- **THE RECORDS**:
::::

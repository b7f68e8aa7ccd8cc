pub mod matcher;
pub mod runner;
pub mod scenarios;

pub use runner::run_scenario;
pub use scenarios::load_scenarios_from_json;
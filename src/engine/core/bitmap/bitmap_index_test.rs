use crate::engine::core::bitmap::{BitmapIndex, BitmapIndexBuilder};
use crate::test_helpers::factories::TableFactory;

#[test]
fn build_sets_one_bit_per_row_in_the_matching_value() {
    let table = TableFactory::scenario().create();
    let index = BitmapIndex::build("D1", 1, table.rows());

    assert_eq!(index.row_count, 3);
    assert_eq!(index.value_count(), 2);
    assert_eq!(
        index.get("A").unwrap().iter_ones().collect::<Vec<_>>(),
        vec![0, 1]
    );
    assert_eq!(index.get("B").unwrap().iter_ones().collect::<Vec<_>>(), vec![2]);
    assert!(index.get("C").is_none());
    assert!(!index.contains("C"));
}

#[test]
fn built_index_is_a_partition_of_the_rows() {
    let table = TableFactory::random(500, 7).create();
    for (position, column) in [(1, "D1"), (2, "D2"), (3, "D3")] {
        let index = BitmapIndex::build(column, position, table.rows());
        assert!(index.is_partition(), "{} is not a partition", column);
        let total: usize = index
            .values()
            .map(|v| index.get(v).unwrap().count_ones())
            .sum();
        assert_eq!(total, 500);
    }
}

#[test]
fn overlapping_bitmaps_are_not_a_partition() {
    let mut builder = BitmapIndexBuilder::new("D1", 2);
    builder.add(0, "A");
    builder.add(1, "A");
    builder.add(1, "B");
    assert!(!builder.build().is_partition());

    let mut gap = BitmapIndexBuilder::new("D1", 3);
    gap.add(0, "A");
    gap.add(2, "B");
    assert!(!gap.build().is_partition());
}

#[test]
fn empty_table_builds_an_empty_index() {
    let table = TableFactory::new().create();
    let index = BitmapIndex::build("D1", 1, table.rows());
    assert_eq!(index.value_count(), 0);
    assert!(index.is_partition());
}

::::

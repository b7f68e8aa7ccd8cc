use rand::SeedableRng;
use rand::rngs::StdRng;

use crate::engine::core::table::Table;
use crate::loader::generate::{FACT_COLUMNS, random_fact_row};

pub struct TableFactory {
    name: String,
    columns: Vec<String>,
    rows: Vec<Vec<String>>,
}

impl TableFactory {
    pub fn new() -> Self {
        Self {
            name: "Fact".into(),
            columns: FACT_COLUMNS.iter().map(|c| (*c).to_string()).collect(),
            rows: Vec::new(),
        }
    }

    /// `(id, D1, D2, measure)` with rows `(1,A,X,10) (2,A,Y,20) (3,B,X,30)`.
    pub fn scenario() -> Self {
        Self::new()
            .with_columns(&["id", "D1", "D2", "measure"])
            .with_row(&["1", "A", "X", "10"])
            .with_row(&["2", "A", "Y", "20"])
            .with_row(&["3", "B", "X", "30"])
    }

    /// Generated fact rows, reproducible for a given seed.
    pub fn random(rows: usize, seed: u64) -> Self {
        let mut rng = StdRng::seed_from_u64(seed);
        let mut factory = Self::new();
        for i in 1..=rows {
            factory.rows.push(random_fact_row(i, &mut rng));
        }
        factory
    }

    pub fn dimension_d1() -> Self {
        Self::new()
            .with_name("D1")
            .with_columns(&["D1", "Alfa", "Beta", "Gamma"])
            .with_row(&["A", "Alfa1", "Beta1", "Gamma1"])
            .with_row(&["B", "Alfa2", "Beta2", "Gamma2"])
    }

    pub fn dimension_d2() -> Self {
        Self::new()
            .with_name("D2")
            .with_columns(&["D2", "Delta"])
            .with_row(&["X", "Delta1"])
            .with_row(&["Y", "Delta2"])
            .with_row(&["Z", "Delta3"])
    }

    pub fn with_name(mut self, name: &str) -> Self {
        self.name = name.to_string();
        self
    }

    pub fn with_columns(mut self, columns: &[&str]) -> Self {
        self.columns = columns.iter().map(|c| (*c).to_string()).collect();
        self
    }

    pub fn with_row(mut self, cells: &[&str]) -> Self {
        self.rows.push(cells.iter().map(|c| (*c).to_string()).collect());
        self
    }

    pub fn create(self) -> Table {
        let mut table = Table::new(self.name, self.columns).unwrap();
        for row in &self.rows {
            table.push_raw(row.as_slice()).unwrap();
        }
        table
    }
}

::::

- **WHAT YOU ARE ASKED TO DO**: The expected result is every line above containing the string "usize".

- **PROBLEM SOLUTION**:
        let total: usize = index
    pub fn random(rows: usize, seed: u64) -> Self {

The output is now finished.